Ele acrescentou que mais medidas de estímulo de Pequim deverão surgir nos próximos meses e podem proporcionar um “impulso significativo” para a economia, assim como um “sinal para os mercados”, embora tenha acrescentado que essas medidas “chegarão aos pouquinhos”.
Até o Goldman Sachs continua esperançoso de que uma retomada alimentada a estímulos ainda esteja no horizonte. Em nota recente, explicou que o afrouxamento da política monetária é uma “premissa central de nossa visão de mercado construtiva” e da projeção de que nos próximos 12 meses o mercado acionário da China continental subirá 7% em relação ao nível atual.

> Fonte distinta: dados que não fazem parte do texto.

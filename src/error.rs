//! Error types for the voice navigation core
//!
//! Every error here is recovered locally: the session falls back to Idle
//! and the user is told what happened. None of them end the process.

use thiserror::Error;

/// Voice navigation errors
#[derive(Error, Debug, Clone, PartialEq, Eq)]
pub enum VoiceError {
    /// The device lacks speech recognition support
    #[error("speech recognition is not available on this device")]
    CapabilityUnavailable,

    /// The recognizer rejected a start request
    #[error("recognizer failed to start: {0}")]
    StartFailure(String),

    /// Asynchronous failure reported mid-session
    #[error("recognition error: {code}")]
    RecognitionError { code: String },

    /// The synthesizer could not speak an utterance
    #[error("speech synthesis error: {0}")]
    Synthesis(String),

    /// Internal channel closed
    #[error("channel error: {0}")]
    Channel(String),
}

impl VoiceError {
    /// Whether the user can simply try again
    ///
    /// Resuming after any of these is an explicit user action; nothing
    /// is retried automatically.
    pub fn is_recoverable(&self) -> bool {
        match self {
            VoiceError::CapabilityUnavailable => false,
            VoiceError::StartFailure(_) => true,
            VoiceError::RecognitionError { .. } => true,
            VoiceError::Synthesis(_) => true,
            VoiceError::Channel(_) => false,
        }
    }

    /// Get a user-friendly description of the error
    pub fn user_message(&self) -> String {
        match self {
            VoiceError::CapabilityUnavailable => {
                "Your device doesn't support speech recognition.".to_string()
            }
            VoiceError::StartFailure(_) => "Please try again or restart the app.".to_string(),
            VoiceError::RecognitionError { code } => {
                format!("Error: {code}. Tap the microphone to try again.")
            }
            VoiceError::Synthesis(_) => "Spoken feedback is unavailable right now.".to_string(),
            VoiceError::Channel(_) => {
                "Internal communication error. Please restart the app.".to_string()
            }
        }
    }
}

/// Result type alias for voice operations
pub type Result<T> = std::result::Result<T, VoiceError>;
//! Recognition session state machine
//!
//! Owns the lifecycle of a continuous listening session:
//! - Idle: not listening
//! - Listening: recognizer started, events accepted for the current generation
//! - Error: transient, entered on a recognizer failure on the way back to Idle

mod machine;

pub use machine::{Generation, SessionManager, SessionState, SessionUpdate, StartOutcome};
//! Unix domain socket server for IPC
//!
//! Provides request-response communication and pushes voice events to
//! subscribed clients.

use std::path::{Path, PathBuf};
use std::sync::Arc;
use std::time::Instant;

use anyhow::{Context, Result};
use serde::Serialize;
use tokio::io::{AsyncRead, AsyncReadExt, AsyncWrite, AsyncWriteExt};
use tokio::net::unix::OwnedWriteHalf;
use tokio::net::{UnixListener, UnixStream};
use tokio::sync::{broadcast, mpsc, Mutex, RwLock};
use tokio::task::JoinHandle;
use tracing::{debug, error, info, warn};

use crate::commands::lookup;
use crate::control::{CommandInfo, ControlAction, ControlStatus, Input};
use crate::events::VoiceEvent;

use super::protocol::{DaemonStatus, Push, Request, Response, MAX_FRAME_LEN};

/// IPC Server handling client connections
pub struct Server {
    socket_path: PathBuf,
    listener: Option<UnixListener>,
    ctx: ClientContext,
    shutdown_tx: broadcast::Sender<()>,
}

/// Shared server state
struct ServerState {
    status: DaemonStatus,
    start_time: Instant,
}

/// Everything a client handler needs
#[derive(Clone)]
struct ClientContext {
    state: Arc<RwLock<ServerState>>,
    /// Control actions for the voice navigator
    input_tx: mpsc::UnboundedSender<Input>,
    /// Voice events for subscribed clients
    event_tx: broadcast::Sender<VoiceEvent>,
}

type SharedWriter = Arc<Mutex<OwnedWriteHalf>>;

impl Server {
    /// Create a new IPC server
    pub fn new(
        socket_path: &Path,
        initial: ControlStatus,
        input_tx: mpsc::UnboundedSender<Input>,
        event_tx: broadcast::Sender<VoiceEvent>,
    ) -> Result<Self> {
        // Ensure parent directory exists
        if let Some(parent) = socket_path.parent() {
            std::fs::create_dir_all(parent).context("failed to create socket directory")?;
        }

        // Remove stale socket if it exists
        if socket_path.exists() {
            std::fs::remove_file(socket_path).context("failed to remove stale socket")?;
        }

        let listener = UnixListener::bind(socket_path).context("failed to bind Unix socket")?;

        // Set socket permissions to owner-only (0600)
        #[cfg(unix)]
        {
            use std::os::unix::fs::PermissionsExt;
            std::fs::set_permissions(socket_path, std::fs::Permissions::from_mode(0o600))?;
        }

        let (shutdown_tx, _) = broadcast::channel(1);

        let state = Arc::new(RwLock::new(ServerState {
            status: DaemonStatus::new(initial),
            start_time: Instant::now(),
        }));

        info!(?socket_path, "IPC server listening");

        Ok(Self {
            socket_path: socket_path.to_owned(),
            listener: Some(listener),
            ctx: ClientContext {
                state,
                input_tx,
                event_tx,
            },
            shutdown_tx,
        })
    }

    /// Fold a voice event into the served status
    pub async fn apply_event(&self, event: &VoiceEvent) {
        let mut server_state = self.ctx.state.write().await;
        let old_state = server_state.status.control.state;
        server_state.status.apply(event);
        let new_state = server_state.status.control.state;

        if old_state != new_state {
            info!(from = %old_state, to = %new_state, "IPC server: session state updated");
        }
    }

    /// Run the server, accepting connections
    pub async fn run(&self) -> Result<()> {
        let listener = self.listener.as_ref().context("server not initialized")?;

        loop {
            match listener.accept().await {
                Ok((stream, _addr)) => {
                    debug!("client connected");
                    let ctx = self.ctx.clone();
                    let mut shutdown_rx = self.shutdown_tx.subscribe();

                    tokio::spawn(async move {
                        tokio::select! {
                            result = Self::handle_client(stream, ctx) => {
                                if let Err(e) = result {
                                    warn!(?e, "client handler error");
                                }
                            }
                            _ = shutdown_rx.recv() => {
                                debug!("client handler shutting down");
                            }
                        }
                    });
                }
                Err(e) => {
                    error!(?e, "accept error");
                }
            }
        }
    }

    /// Handle a single client connection
    async fn handle_client(stream: UnixStream, ctx: ClientContext) -> Result<()> {
        let (mut reader, writer) = stream.into_split();
        let writer: SharedWriter = Arc::new(Mutex::new(writer));
        let mut forwarder = None;

        let result = Self::serve_requests(&mut reader, &writer, &ctx, &mut forwarder).await;

        if let Some(handle) = forwarder {
            handle.abort();
        }
        result
    }

    /// Answer requests until the client disconnects
    async fn serve_requests<R: AsyncRead + Unpin>(
        reader: &mut R,
        writer: &SharedWriter,
        ctx: &ClientContext,
        forwarder: &mut Option<JoinHandle<()>>,
    ) -> Result<()> {
        while let Some(msg_buf) = read_frame(reader).await? {
            let request: Request = match serde_json::from_slice(&msg_buf) {
                Ok(request) => request,
                Err(e) => {
                    warn!(?e, "failed to parse request");
                    let response = Response::Error {
                        code: "bad_request".to_string(),
                        message: e.to_string(),
                    };
                    send_message(&mut *writer.lock().await, &response).await?;
                    continue;
                }
            };

            debug!(?request, "received request");

            let (response, subscribe) = Self::process_request(request, ctx).await;

            // Subscribe before confirming so no event slips between the two
            let events = (subscribe && forwarder.is_none()).then(|| ctx.event_tx.subscribe());

            send_message(&mut *writer.lock().await, &response).await?;

            if let Some(events) = events {
                debug!("client subscribed to voice events");
                *forwarder = Some(tokio::spawn(forward_events(events, Arc::clone(writer))));
            }
        }

        debug!("client disconnected");
        Ok(())
    }

    /// Process a request and return a response
    /// Returns (Response, should_subscribe)
    async fn process_request(request: Request, ctx: &ClientContext) -> (Response, bool) {
        match request {
            Request::Ping => (Response::Pong, false),

            Request::GetStatus => {
                let mut state = ctx.state.write().await;
                state.status.uptime_secs = state.start_time.elapsed().as_secs();
                (Response::Status(state.status.clone()), false)
            }

            Request::ToggleListening => (Self::queue_action(ControlAction::ToggleListening, ctx), false),

            Request::ToggleMute => (Self::queue_action(ControlAction::ToggleMute, ctx), false),

            Request::ListCommands => {
                let commands = lookup().iter().map(CommandInfo::from).collect();
                (Response::Commands { commands }, false)
            }

            Request::Subscribe => (Response::Subscribed, true),
        }
    }

    /// Hand a user action to the voice navigator
    fn queue_action(action: ControlAction, ctx: &ClientContext) -> Response {
        match ctx.input_tx.send(Input::Control(action)) {
            Ok(()) => Response::Accepted { action },
            Err(_) => Response::Error {
                code: "unavailable".to_string(),
                message: "voice navigator is not running".to_string(),
            },
        }
    }

    /// Gracefully shutdown the server
    pub async fn shutdown(&self) {
        let _ = self.shutdown_tx.send(());

        // Remove socket file
        if self.socket_path.exists() {
            if let Err(e) = std::fs::remove_file(&self.socket_path) {
                warn!(?e, "failed to remove socket file");
            }
        }

        info!("IPC server shutdown complete");
    }
}

/// Push voice events to a subscribed client until it goes away
async fn forward_events(mut events: broadcast::Receiver<VoiceEvent>, writer: SharedWriter) {
    loop {
        match events.recv().await {
            Ok(event) => {
                let push = Push::Event { event };
                if let Err(e) = send_message(&mut *writer.lock().await, &push).await {
                    debug!(?e, "stopping event push");
                    return;
                }
            }
            Err(broadcast::error::RecvError::Lagged(n)) => {
                warn!(skipped = n, "subscriber lagged");
            }
            Err(broadcast::error::RecvError::Closed) => return,
        }
    }
}

/// Read one length-prefixed frame; `None` on clean disconnect or oversize frame
async fn read_frame<R: AsyncRead + Unpin>(reader: &mut R) -> Result<Option<Vec<u8>>> {
    // Read message length (4-byte little-endian)
    let mut len_buf = [0u8; 4];
    match reader.read_exact(&mut len_buf).await {
        Ok(_) => {}
        Err(e) if e.kind() == std::io::ErrorKind::UnexpectedEof => return Ok(None),
        Err(e) => return Err(e.into()),
    }

    let len = u32::from_le_bytes(len_buf) as usize;
    if len > MAX_FRAME_LEN {
        warn!(len, "message too large, disconnecting");
        return Ok(None);
    }

    let mut msg_buf = vec![0u8; len];
    reader.read_exact(&mut msg_buf).await?;
    Ok(Some(msg_buf))
}

/// Send a length-prefixed JSON message
async fn send_message<W, T>(writer: &mut W, msg: &T) -> Result<()>
where
    W: AsyncWrite + Unpin,
    T: Serialize,
{
    let msg_bytes = serde_json::to_vec(msg)?;
    let msg_len = (msg_bytes.len() as u32).to_le_bytes();

    writer.write_all(&msg_len).await?;
    writer.write_all(&msg_bytes).await?;

    Ok(())
}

Nem todos são otimistas. Lu, do Nomura, e outros analistas mais céticos argumentam que grandes estímulos monetários ou fortes cortes nos juros não conseguirão desencadear o tipo de crescimento econômico necessário para restaurar a confiança no mercado. Isso torna as previsões de alta das ações chinesas pouco realistas, dizem eles.
“O mercado está implorando por estímulos”, disse Hong Hao, economista-chefe do Grow Investment Group. “Mas o afrouxamento monetário não é capaz de resolver problemas seculares. Quanto mais alimentamos o setor imobiliário, mas difícil fica sair de sua armadilha”.